Saved data entries
--- START ---
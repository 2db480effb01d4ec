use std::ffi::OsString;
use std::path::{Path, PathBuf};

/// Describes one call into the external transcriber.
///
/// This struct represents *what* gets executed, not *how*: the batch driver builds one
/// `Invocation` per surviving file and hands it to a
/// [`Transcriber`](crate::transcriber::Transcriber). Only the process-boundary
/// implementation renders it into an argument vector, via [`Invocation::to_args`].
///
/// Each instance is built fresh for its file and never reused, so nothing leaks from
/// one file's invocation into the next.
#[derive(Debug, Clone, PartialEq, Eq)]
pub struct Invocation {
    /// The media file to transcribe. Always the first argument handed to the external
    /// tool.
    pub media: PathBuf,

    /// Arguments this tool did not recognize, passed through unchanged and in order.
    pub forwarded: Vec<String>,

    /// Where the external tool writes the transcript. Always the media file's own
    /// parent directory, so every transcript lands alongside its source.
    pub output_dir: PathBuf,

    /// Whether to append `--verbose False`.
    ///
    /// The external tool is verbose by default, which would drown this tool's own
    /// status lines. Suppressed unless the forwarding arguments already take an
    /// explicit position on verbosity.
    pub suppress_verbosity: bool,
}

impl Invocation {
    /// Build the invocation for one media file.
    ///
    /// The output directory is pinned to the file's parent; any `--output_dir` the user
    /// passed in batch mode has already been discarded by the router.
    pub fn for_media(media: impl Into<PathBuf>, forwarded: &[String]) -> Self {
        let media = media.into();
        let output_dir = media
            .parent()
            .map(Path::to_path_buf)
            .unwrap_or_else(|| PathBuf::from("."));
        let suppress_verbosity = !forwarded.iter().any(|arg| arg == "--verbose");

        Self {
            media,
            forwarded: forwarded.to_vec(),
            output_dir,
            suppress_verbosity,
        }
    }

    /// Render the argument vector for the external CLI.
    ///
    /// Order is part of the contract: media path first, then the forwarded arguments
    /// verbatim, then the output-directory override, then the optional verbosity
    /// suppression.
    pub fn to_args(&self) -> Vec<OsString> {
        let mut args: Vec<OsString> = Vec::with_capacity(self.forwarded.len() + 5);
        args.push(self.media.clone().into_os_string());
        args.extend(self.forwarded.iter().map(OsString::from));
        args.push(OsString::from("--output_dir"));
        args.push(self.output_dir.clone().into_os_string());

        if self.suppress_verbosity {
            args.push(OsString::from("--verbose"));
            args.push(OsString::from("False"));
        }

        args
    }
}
--- END ---
--- START ---
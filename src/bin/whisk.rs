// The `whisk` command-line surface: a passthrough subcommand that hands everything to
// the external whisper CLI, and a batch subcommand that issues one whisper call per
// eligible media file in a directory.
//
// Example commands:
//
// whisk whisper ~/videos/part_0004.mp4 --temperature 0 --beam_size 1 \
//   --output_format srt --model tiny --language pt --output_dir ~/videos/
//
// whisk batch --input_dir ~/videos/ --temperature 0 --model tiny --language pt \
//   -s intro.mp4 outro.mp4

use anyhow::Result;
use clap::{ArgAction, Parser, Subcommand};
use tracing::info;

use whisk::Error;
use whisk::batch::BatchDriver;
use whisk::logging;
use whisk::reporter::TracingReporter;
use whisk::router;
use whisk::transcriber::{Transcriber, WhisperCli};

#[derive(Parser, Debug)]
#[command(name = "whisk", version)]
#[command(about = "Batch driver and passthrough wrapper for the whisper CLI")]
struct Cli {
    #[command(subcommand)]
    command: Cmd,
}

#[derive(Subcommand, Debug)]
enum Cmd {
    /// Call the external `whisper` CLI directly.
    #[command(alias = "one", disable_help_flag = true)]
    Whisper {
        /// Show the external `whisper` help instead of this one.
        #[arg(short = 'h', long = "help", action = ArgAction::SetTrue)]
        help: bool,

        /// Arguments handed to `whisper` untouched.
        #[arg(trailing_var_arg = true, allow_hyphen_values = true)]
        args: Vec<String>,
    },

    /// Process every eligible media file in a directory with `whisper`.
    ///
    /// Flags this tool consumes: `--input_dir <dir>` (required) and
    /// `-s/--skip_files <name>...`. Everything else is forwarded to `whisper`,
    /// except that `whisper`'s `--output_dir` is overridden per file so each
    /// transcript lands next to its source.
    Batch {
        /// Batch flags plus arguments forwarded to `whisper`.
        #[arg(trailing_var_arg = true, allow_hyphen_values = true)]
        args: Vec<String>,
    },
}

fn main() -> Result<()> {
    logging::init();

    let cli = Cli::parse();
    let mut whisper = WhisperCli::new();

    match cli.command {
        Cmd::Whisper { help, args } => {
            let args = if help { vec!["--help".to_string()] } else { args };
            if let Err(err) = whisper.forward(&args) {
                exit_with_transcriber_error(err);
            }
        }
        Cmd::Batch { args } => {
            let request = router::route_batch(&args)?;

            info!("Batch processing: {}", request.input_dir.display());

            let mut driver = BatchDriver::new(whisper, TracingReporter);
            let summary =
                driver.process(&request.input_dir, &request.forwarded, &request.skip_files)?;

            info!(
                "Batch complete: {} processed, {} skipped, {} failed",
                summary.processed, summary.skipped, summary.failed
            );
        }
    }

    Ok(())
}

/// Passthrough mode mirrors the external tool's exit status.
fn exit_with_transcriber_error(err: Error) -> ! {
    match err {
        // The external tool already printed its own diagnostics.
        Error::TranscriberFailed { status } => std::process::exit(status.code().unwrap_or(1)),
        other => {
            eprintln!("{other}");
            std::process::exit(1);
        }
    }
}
--- END ---
- [Work item]:
Every line with "ArgAction" in it should be copied from the entries above.

- [Your solution]:
use clap::{ArgAction, Parser, Subcommand};
        #[arg(short = 'h', long = "help", action = ArgAction::SetTrue)]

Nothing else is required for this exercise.